The technology allows the producer to monitor temperature and humidity in real time, adjust ventilation according to humidity levels, adjust feed according to environmental temperature and detect the build-up of humidity due to damp bedding, poor drainage or humid weather.

The producer can then take preventative action by adapting and improving ventilation and housing design, improving livestock health and performance.

The site has two identical 40,000 bird houses located beside one another and both houses are populated with chicks of the same age, date, source and breed which allowed for the crops to be compared against one another throughout the project.  Previously the farm has used a wireless temperature and humidity sensor to collect and review data.   

The system hardware and software was set up by PrognostiX and the Farming Connect technical officer.  Once set up, data was recorded automatically, from July 2018 to March 2019. Temperature and relative humidity were measured by sensors over 5 crops but there were technical problems with the sensors in the last crop so it was not included in the final analysis. Water consumption was measured during the last crop (crop 5). For the first three crops the temperature/ humidity sensors were placed in six rows of five, with sensors placed at equal distances along the length of the house. For crop 4 four rows of sensors were placed.

Data was then inputted into a live system showing the environmental conditions across the shed.  This system was made available to the farmer, which allowed him to adapt the management of the broiler unit.  The pre-existing temperature and humidity monitoring equipment, as well as any other recording equipment remained within the units to record all data available alongside the PrognostiX system. 

The performance of each flock was used to compare the PrognostiX system against the existing recording software in the other house.  Differences in flock behaviour was also observed and recorded to show any positive or negative effects on behaviour, as a consequence of using the PrognostiX system.  Behavioural differences can impact on crop health and welfare and performance and this was considered. 
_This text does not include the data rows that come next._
/// Report state: one complete load cycle per snapshot.
///
/// A snapshot is built from six independent loads (three remote endpoints,
/// three fixtures) that run in parallel on a small thread pool, then
/// reconciled and summarized. Snapshots are immutable; reloading or switching
/// basin builds a new one and swaps it in whole, so a reader never sees a mix
/// of two cycles.

use chrono::{DateTime, Utc};
use serde::Serialize;
use std::sync::mpsc;
use std::sync::{Arc, RwLock};
use threadpool::ThreadPool;

use crate::analysis::reconcile::{reconcile_dams, reconcile_reservoirs, reconcile_stations};
use crate::analysis::series::{
    DroughtOutlook, RainForecast, RainfallSummary, SoilMoistureSummary, drought_outlook,
    rain_forecast, summarize_rainfall, summarize_soil_moisture,
};
use crate::config::{EndpointConfig, FixtureConfig, ReportConfig};
use crate::ingest::cmwater;
use crate::ingest::mock::{self, RainfallFixture, SoilMoistureFixture, SpeiFixture};
use crate::model::{
    DamEntry, DamRecord, ReportError, ReservoirEntry, ReservoirRecord, StationEntry,
    WaterStationRecord,
};
use crate::targets::{Basin, TARGET_DAMS, TARGET_RESERVOIRS, TARGET_WATER_STATIONS, find_basin};

const LOAD_WORKERS: usize = 6;

// ---------------------------------------------------------------------------
// Data sources
// ---------------------------------------------------------------------------

/// Where a load cycle gets its raw data. Every method fails soft: errors are
/// logged by the implementation and show up as empty lists or `None`.
pub trait WaterDataSource: Send + Sync {
    fn reservoirs(&self) -> Vec<ReservoirRecord>;
    fn dams(&self) -> Vec<DamRecord>;
    fn water_stations(&self) -> Vec<WaterStationRecord>;
    fn rainfall(&self) -> Option<RainfallFixture>;
    fn soil_moisture(&self) -> Option<SoilMoistureFixture>;
    fn spei(&self) -> Option<SpeiFixture>;
}

/// The production source: cmwater API over HTTPS plus fixture files on disk.
pub struct LiveDataSource {
    client: reqwest::blocking::Client,
    endpoints: EndpointConfig,
    fixtures: FixtureConfig,
}

impl LiveDataSource {
    pub fn new(config: &ReportConfig) -> Result<Self, ReportError> {
        let client = cmwater::build_http_client(config.endpoints.timeout())?;
        Ok(LiveDataSource {
            client,
            endpoints: config.endpoints.clone(),
            fixtures: config.fixtures.clone(),
        })
    }
}

impl WaterDataSource for LiveDataSource {
    fn reservoirs(&self) -> Vec<ReservoirRecord> {
        cmwater::fetch_reservoir_data(&self.client, &self.endpoints.reservoir_url)
    }

    fn dams(&self) -> Vec<DamRecord> {
        cmwater::fetch_dam_data(&self.client, &self.endpoints.dam_url)
    }

    fn water_stations(&self) -> Vec<WaterStationRecord> {
        cmwater::fetch_water_data(&self.client, &self.endpoints.water_url)
    }

    fn rainfall(&self) -> Option<RainfallFixture> {
        mock::load_rainfall_fixture(self.fixtures.rainfall_path())
    }

    fn soil_moisture(&self) -> Option<SoilMoistureFixture> {
        mock::load_soil_moisture_fixture(self.fixtures.soil_moisture_path())
    }

    fn spei(&self) -> Option<SpeiFixture> {
        mock::load_spei_fixture(self.fixtures.spei_path())
    }
}

// ---------------------------------------------------------------------------
// Snapshot
// ---------------------------------------------------------------------------

/// Everything one render of the report needs.
#[derive(Debug, Clone, Serialize)]
pub struct ReportSnapshot {
    pub basin: &'static Basin,
    pub generated_at: DateTime<Utc>,
    pub reservoirs: Vec<ReservoirEntry>,
    pub dams: Vec<DamEntry>,
    pub stations: Vec<StationEntry>,
    pub rainfall: Option<RainfallSummary>,
    pub soil_moisture: Option<SoilMoistureSummary>,
    pub rain_forecast: Option<RainForecast>,
    pub drought: Option<DroughtOutlook>,
}

enum Loaded {
    Reservoirs(Vec<ReservoirRecord>),
    Dams(Vec<DamRecord>),
    Stations(Vec<WaterStationRecord>),
    Rainfall(Option<RainfallFixture>),
    SoilMoisture(Option<SoilMoistureFixture>),
    Spei(Option<SpeiFixture>),
}

#[derive(Default)]
struct RawCycle {
    reservoirs: Vec<ReservoirRecord>,
    dams: Vec<DamRecord>,
    stations: Vec<WaterStationRecord>,
    rainfall: Option<RainfallFixture>,
    soil_moisture: Option<SoilMoistureFixture>,
    spei: Option<SpeiFixture>,
}

fn spawn_load(
    pool: &ThreadPool,
    tx: &mpsc::Sender<Loaded>,
    source: &Arc<dyn WaterDataSource>,
    load: fn(&dyn WaterDataSource) -> Loaded,
) {
    let tx = tx.clone();
    let source = Arc::clone(source);
    pool.execute(move || {
        // The receiver only disappears if the collector gave up; nothing to do.
        let _ = tx.send(load(source.as_ref()));
    });
}

/// Runs the six loads in parallel and collects whatever arrives. A load
/// whose worker panicked leaves its slot empty.
fn collect_cycle(source: &Arc<dyn WaterDataSource>) -> RawCycle {
    let pool = ThreadPool::new(LOAD_WORKERS);
    let (tx, rx) = mpsc::channel();

    spawn_load(&pool, &tx, source, |s| Loaded::Reservoirs(s.reservoirs()));
    spawn_load(&pool, &tx, source, |s| Loaded::Dams(s.dams()));
    spawn_load(&pool, &tx, source, |s| Loaded::Stations(s.water_stations()));
    spawn_load(&pool, &tx, source, |s| Loaded::Rainfall(s.rainfall()));
    spawn_load(&pool, &tx, source, |s| Loaded::SoilMoisture(s.soil_moisture()));
    spawn_load(&pool, &tx, source, |s| Loaded::Spei(s.spei()));
    drop(tx);

    let mut raw = RawCycle::default();
    for loaded in rx.iter() {
        match loaded {
            Loaded::Reservoirs(v) => raw.reservoirs = v,
            Loaded::Dams(v) => raw.dams = v,
            Loaded::Stations(v) => raw.stations = v,
            Loaded::Rainfall(v) => raw.rainfall = v,
            Loaded::SoilMoisture(v) => raw.soil_moisture = v,
            Loaded::Spei(v) => raw.spei = v,
        }
    }
    raw
}

/// Builds a complete snapshot for `basin`.
pub fn load_snapshot(source: &Arc<dyn WaterDataSource>, basin: &'static Basin) -> ReportSnapshot {
    let raw = collect_cycle(source);
    log::debug!(
        "load cycle: {} reservoir, {} dam, {} station records",
        raw.reservoirs.len(),
        raw.dams.len(),
        raw.stations.len()
    );

    ReportSnapshot {
        basin,
        generated_at: Utc::now(),
        reservoirs: reconcile_reservoirs(TARGET_RESERVOIRS, &raw.reservoirs),
        dams: reconcile_dams(TARGET_DAMS, &raw.dams),
        stations: reconcile_stations(TARGET_WATER_STATIONS, &raw.stations),
        rainfall: summarize_rainfall(raw.rainfall.as_ref(), basin.id),
        soil_moisture: summarize_soil_moisture(raw.soil_moisture.as_ref(), basin.id),
        rain_forecast: rain_forecast(raw.rainfall.as_ref(), basin.id),
        drought: drought_outlook(raw.spei.as_ref(), basin.id),
    }
}

// ---------------------------------------------------------------------------
// Store
// ---------------------------------------------------------------------------

/// Holds the current snapshot. Readers clone the `Arc` and keep it for as
/// long as they like; writers replace it.
pub struct ReportStore {
    source: Arc<dyn WaterDataSource>,
    current: RwLock<Arc<ReportSnapshot>>,
}

impl ReportStore {
    /// Loads the first snapshot for `basin_id`.
    pub fn new(source: Arc<dyn WaterDataSource>, basin_id: &str) -> Result<Self, ReportError> {
        let basin = find_basin(basin_id).ok_or_else(|| ReportError::UnknownBasin(basin_id.to_string()))?;
        let snapshot = load_snapshot(&source, basin);
        Ok(ReportStore {
            source,
            current: RwLock::new(Arc::new(snapshot)),
        })
    }

    pub fn current(&self) -> Arc<ReportSnapshot> {
        let guard = self.current.read().unwrap_or_else(|e| e.into_inner());
        Arc::clone(&guard)
    }

    fn replace(&self, snapshot: ReportSnapshot) -> Arc<ReportSnapshot> {
        let snapshot = Arc::new(snapshot);
        let mut guard = self.current.write().unwrap_or_else(|e| e.into_inner());
        *guard = Arc::clone(&snapshot);
        snapshot
    }

    /// Re-runs the load cycle for the current basin.
    pub fn reload(&self) -> Arc<ReportSnapshot> {
        let basin = self.current().basin;
        log::info!("reloading report for basin {}", basin.id);
        self.replace(load_snapshot(&self.source, basin))
    }

    /// Switches basin with a full reload. An unknown id leaves the current
    /// snapshot in place.
    pub fn select_basin(&self, basin_id: &str) -> Result<Arc<ReportSnapshot>, ReportError> {
        let basin = find_basin(basin_id).ok_or_else(|| ReportError::UnknownBasin(basin_id.to_string()))?;
        log::info!("selecting basin {}", basin.id);
        Ok(self.replace(load_snapshot(&self.source, basin)))
    }
}

// ---------------------------------------------------------------------------
// Tests
// ---------------------------------------------------------------------------
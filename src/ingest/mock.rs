//! Static fixture loaders for the satellite and forecast time series.
//!
//! Three JSON files, each keyed by basin id:
//!
//! ```text
//! rainfall_mockdata.json   { "<basin>": { "daily": [..], "weekly_forecast": [..] } }
//! soil_moisture_mock.json  { "<basin>": { "daily": [..] } }
//! SPEI_mock.json           { "<basin>": { "monthly": [..] } }
//! ```
//!
//! Daily and weekly rows are `{ "date": "YYYY-MM-DD", "value": n }`; monthly
//! rows are `{ "month": "YYYY-MM", "value": n }`. Rows keep file order.

use serde::Deserialize;
use serde::de::DeserializeOwned;
use std::collections::BTreeMap;
use std::fs;
use std::path::Path;

use crate::model::{DailyValue, FetchError, MonthlyValue};

/// Fixture contents keyed by basin id.
pub type BasinFixture<T> = BTreeMap<String, T>;

/// GPM satellite rainfall (past days) and the weekly rain forecast.
#[derive(Debug, Clone, Default, PartialEq, Deserialize)]
pub struct BasinRainfall {
    #[serde(default)]
    pub daily: Vec<DailyValue>,
    #[serde(default)]
    pub weekly_forecast: Vec<DailyValue>,
}

/// SMAP satellite surface soil moisture, m³/m³.
#[derive(Debug, Clone, Default, PartialEq, Deserialize)]
pub struct BasinSoilMoisture {
    #[serde(default)]
    pub daily: Vec<DailyValue>,
}

/// Monthly SPEI drought index forecast.
#[derive(Debug, Clone, Default, PartialEq, Deserialize)]
pub struct BasinSpei {
    #[serde(default)]
    pub monthly: Vec<MonthlyValue>,
}

pub type RainfallFixture = BasinFixture<BasinRainfall>;
pub type SoilMoistureFixture = BasinFixture<BasinSoilMoisture>;
pub type SpeiFixture = BasinFixture<BasinSpei>;

// ---------------------------------------------------------------------------
// Parsing
// ---------------------------------------------------------------------------

pub fn parse_rainfall_fixture(json: &str) -> Result<RainfallFixture, FetchError> {
    Ok(serde_json::from_str(json)?)
}

pub fn parse_soil_moisture_fixture(json: &str) -> Result<SoilMoistureFixture, FetchError> {
    Ok(serde_json::from_str(json)?)
}

pub fn parse_spei_fixture(json: &str) -> Result<SpeiFixture, FetchError> {
    Ok(serde_json::from_str(json)?)
}

// ---------------------------------------------------------------------------
// Loading (fail soft)
// ---------------------------------------------------------------------------

fn read_fixture<T: DeserializeOwned>(path: &Path) -> Result<T, FetchError> {
    let contents = fs::read_to_string(path)?;
    Ok(serde_json::from_str(&contents)?)
}

/// Reads and decodes a fixture; a missing, unreadable or malformed file is
/// logged and yields `None`.
fn load_soft<T: DeserializeOwned>(path: &Path, what: &str) -> Option<T> {
    match read_fixture(path) {
        Ok(fixture) => Some(fixture),
        Err(e) => {
            log::warn!("Error fetching {} mock data from {}: {}", what, path.display(), e);
            None
        }
    }
}

pub fn load_rainfall_fixture(path: impl AsRef<Path>) -> Option<RainfallFixture> {
    load_soft(path.as_ref(), "rainfall")
}

pub fn load_soil_moisture_fixture(path: impl AsRef<Path>) -> Option<SoilMoistureFixture> {
    load_soft(path.as_ref(), "soil moisture")
}

pub fn load_spei_fixture(path: impl AsRef<Path>) -> Option<SpeiFixture> {
    load_soft(path.as_ref(), "SPEI")
}

// ---------------------------------------------------------------------------
// Tests
// ---------------------------------------------------------------------------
Recording bird crop behaviour, performance and management decisions allowed for the project to review health and welfare of the bird crops, alongside the costs and labour associated with each of the management recording systems.  This allowed for a cost benefit analysis of the PrognostiX sensor installation to be carried out for each crop, determining the potential return on investments from installation of the system. 

Data collected was made available through the PrognostiX system.  Information that wasn’t recorded through this system was manually recorded by the farmers.  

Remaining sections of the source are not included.